#### Task goal:
Check the records below line by line, and report how many lines include the string "LoaderDllGateway". No other words are needed.

[Saved entries]
--------------------------------

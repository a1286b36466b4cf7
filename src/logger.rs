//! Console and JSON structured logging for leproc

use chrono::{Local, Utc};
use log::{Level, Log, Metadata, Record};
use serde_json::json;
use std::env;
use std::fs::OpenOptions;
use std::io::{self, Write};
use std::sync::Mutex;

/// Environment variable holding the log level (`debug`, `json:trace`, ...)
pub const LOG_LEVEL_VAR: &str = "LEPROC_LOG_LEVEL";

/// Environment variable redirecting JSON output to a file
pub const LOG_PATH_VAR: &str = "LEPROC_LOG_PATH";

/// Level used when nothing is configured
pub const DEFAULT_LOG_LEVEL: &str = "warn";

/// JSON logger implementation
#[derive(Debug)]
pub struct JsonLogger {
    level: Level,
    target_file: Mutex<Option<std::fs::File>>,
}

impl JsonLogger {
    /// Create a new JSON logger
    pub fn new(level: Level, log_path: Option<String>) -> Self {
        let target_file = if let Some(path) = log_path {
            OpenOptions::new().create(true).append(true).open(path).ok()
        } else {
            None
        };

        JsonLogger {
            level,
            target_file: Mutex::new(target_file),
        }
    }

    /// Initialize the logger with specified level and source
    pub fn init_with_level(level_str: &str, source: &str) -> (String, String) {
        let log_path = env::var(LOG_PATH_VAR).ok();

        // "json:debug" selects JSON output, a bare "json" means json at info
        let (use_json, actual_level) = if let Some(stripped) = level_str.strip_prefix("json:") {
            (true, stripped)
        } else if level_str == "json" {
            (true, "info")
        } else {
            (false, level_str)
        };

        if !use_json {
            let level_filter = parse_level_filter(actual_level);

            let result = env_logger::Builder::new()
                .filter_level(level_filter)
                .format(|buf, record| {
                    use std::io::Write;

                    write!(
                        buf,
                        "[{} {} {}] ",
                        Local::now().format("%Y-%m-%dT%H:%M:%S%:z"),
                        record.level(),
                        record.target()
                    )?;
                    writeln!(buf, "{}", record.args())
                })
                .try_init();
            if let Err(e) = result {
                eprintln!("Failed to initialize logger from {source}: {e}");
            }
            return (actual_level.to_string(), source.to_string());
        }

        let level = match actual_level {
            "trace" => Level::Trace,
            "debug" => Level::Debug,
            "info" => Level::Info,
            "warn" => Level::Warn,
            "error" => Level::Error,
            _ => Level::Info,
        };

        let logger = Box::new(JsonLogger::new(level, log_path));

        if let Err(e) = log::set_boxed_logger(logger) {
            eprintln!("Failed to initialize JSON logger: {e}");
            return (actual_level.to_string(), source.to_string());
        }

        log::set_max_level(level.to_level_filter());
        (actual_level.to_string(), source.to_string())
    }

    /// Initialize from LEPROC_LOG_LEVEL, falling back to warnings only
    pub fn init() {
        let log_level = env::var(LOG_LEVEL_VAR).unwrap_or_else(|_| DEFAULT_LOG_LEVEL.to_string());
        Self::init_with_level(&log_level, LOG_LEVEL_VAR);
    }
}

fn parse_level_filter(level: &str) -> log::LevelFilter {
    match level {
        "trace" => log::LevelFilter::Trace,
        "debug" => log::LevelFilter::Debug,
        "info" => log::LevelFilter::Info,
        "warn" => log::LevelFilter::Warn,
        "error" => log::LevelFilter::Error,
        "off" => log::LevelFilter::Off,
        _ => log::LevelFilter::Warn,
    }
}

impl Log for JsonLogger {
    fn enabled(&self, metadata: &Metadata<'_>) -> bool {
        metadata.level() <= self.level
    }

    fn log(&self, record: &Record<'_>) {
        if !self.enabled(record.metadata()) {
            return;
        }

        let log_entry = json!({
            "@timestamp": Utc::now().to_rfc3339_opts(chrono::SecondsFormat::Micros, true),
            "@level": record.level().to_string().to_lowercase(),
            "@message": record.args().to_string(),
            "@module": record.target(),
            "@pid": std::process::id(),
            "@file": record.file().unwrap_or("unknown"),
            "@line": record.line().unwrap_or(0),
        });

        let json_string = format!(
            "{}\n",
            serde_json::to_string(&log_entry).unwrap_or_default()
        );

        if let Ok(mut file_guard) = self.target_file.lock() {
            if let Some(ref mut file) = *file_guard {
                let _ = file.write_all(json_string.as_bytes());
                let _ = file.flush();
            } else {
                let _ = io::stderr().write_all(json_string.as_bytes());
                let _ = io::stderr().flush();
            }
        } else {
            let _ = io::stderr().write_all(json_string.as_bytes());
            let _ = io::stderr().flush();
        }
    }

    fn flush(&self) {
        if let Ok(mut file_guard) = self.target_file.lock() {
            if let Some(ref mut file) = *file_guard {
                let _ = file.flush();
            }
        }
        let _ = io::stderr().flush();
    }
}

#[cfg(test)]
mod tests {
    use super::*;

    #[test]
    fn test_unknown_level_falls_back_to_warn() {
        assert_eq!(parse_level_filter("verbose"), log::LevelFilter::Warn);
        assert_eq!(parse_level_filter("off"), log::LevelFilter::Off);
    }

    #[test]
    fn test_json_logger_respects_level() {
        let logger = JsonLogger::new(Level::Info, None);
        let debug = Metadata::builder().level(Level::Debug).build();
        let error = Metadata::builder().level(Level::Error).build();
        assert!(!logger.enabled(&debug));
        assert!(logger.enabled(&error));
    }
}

--------------------------------

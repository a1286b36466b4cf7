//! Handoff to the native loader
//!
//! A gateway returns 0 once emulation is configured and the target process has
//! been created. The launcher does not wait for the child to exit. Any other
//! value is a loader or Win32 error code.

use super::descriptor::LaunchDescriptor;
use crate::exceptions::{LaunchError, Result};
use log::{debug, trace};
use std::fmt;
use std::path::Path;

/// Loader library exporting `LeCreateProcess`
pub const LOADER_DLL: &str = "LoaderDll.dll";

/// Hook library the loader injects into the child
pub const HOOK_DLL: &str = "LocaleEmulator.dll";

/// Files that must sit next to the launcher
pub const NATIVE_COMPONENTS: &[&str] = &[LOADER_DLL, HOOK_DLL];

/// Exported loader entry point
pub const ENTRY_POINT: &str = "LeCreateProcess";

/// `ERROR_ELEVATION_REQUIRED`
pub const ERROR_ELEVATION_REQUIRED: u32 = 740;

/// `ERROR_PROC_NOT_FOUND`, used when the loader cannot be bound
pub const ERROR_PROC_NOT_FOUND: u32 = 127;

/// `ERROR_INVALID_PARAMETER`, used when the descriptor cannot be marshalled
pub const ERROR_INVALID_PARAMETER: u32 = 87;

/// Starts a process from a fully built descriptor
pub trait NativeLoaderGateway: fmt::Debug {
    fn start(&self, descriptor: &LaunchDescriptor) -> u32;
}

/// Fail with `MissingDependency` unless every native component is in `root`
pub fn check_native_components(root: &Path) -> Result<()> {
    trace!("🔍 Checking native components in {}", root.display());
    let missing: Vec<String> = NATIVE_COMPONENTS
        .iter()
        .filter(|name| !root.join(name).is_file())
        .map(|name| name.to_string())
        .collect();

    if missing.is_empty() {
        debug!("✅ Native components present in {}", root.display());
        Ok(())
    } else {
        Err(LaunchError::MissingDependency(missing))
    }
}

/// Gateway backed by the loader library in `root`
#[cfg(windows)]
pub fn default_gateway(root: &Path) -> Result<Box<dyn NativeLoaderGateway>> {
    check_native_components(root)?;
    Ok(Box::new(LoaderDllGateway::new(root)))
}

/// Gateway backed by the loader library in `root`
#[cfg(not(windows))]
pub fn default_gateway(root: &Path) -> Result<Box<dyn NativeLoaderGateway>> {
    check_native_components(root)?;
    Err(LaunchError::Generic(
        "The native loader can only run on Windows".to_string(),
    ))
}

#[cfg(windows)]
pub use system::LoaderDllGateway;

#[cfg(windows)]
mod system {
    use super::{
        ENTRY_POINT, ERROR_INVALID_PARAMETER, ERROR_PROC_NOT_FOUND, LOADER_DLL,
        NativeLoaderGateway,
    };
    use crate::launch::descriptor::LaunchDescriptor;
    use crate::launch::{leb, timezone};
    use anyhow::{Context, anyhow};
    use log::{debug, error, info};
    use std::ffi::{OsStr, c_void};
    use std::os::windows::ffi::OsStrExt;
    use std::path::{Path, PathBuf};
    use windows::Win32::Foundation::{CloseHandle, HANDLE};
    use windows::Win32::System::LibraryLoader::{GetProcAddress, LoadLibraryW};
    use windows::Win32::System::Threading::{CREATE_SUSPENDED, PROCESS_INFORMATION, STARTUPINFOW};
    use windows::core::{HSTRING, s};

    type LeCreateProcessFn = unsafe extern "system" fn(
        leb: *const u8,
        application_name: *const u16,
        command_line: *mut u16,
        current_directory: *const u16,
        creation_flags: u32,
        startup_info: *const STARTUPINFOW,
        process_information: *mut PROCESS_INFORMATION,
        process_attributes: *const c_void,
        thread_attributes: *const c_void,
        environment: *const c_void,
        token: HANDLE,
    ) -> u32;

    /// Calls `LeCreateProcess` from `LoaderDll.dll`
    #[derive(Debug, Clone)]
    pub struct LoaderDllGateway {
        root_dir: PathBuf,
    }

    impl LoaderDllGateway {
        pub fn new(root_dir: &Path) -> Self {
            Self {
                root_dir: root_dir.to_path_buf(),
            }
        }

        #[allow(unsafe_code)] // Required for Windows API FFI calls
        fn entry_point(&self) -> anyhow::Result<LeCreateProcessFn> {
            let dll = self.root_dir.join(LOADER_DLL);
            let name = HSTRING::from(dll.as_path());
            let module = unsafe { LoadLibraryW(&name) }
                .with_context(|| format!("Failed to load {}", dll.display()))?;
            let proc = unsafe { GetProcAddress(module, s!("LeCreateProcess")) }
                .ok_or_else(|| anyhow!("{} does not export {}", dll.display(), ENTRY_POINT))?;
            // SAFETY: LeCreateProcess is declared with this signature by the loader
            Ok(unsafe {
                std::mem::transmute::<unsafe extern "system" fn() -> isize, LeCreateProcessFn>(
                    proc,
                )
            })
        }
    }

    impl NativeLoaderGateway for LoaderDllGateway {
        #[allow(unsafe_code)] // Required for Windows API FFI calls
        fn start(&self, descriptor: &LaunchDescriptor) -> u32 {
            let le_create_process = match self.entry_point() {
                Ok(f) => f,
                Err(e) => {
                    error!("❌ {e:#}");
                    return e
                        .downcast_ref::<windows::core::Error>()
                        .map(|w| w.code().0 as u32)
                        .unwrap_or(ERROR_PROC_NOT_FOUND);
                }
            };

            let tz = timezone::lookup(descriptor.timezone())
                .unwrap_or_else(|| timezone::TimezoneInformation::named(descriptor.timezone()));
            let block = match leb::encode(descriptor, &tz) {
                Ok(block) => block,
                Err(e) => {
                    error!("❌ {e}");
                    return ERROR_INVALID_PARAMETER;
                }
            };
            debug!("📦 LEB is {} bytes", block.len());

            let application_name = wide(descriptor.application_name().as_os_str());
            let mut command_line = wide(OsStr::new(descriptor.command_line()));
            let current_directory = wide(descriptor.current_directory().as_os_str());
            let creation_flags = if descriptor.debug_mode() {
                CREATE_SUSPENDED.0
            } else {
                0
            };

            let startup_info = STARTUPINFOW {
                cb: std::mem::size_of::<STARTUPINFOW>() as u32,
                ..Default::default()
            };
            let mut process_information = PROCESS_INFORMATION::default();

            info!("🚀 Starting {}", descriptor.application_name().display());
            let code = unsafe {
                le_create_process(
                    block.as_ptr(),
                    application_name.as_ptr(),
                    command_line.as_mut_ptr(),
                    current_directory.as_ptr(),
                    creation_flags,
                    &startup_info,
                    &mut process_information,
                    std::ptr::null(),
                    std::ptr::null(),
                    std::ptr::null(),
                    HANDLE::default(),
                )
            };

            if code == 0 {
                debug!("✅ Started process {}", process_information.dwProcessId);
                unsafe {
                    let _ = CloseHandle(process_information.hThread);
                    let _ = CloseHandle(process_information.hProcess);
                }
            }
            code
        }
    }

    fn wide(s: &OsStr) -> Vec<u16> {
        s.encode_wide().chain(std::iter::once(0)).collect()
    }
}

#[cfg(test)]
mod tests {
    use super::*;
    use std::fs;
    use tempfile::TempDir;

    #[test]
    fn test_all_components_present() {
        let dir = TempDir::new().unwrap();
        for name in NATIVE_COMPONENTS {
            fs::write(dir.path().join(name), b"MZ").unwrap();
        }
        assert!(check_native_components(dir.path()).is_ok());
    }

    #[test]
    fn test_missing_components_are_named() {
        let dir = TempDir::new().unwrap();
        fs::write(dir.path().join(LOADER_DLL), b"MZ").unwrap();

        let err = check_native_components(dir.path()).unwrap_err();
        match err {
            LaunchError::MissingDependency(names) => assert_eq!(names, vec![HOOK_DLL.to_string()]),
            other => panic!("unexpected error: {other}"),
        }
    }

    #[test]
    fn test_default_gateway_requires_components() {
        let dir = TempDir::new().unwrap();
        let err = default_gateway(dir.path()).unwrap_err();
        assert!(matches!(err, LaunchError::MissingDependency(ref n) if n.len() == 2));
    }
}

--------------------------------

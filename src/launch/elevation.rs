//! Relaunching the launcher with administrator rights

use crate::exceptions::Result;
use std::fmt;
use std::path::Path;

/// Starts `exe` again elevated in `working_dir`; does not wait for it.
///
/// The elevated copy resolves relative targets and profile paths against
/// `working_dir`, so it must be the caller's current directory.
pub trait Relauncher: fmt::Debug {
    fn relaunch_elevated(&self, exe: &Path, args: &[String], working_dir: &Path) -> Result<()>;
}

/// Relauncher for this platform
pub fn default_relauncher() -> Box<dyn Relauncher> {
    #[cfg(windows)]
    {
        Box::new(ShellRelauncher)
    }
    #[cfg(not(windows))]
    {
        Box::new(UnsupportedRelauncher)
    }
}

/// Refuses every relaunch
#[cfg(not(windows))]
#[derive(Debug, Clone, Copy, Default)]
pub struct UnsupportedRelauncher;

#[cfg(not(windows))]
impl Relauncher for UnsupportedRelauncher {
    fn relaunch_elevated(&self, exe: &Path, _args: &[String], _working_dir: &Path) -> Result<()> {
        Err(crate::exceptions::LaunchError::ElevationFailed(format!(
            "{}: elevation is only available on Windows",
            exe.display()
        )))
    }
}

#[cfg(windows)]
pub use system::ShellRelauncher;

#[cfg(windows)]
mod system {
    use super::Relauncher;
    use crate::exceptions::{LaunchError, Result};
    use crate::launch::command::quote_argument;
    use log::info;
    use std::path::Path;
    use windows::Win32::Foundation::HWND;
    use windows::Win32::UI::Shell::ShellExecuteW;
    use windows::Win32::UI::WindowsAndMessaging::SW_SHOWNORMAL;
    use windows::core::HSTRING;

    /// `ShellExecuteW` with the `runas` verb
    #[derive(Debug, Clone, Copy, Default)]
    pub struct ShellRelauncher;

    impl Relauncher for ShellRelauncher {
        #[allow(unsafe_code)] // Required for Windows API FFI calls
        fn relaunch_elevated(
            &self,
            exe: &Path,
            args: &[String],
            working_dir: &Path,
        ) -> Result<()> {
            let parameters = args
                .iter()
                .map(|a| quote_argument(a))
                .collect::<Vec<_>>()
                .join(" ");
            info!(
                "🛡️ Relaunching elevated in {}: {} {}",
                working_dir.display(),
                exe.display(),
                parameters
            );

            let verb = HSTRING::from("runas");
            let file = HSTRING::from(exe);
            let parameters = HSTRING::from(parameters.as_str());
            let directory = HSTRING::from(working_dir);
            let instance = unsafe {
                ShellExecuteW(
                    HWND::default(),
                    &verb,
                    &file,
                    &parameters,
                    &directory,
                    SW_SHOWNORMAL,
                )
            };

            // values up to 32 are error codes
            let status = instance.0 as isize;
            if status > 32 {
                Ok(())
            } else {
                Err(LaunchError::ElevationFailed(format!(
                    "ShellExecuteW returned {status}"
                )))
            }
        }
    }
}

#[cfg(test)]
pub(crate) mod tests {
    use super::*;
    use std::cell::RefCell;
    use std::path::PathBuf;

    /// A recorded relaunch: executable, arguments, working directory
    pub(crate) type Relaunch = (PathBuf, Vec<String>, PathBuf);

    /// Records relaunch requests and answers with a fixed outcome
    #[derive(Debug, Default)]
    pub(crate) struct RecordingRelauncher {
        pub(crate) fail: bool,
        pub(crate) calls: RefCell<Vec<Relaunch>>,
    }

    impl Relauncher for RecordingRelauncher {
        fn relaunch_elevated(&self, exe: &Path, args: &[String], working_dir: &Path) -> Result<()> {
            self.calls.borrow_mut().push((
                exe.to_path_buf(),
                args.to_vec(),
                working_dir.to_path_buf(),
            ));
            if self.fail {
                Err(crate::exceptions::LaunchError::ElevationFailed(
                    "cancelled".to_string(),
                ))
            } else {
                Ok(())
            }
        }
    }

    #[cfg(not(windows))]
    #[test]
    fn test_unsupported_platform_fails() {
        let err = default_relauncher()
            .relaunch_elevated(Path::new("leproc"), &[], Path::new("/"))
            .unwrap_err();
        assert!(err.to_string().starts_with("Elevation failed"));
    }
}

--------------------------------

#### Response for this exercise:
5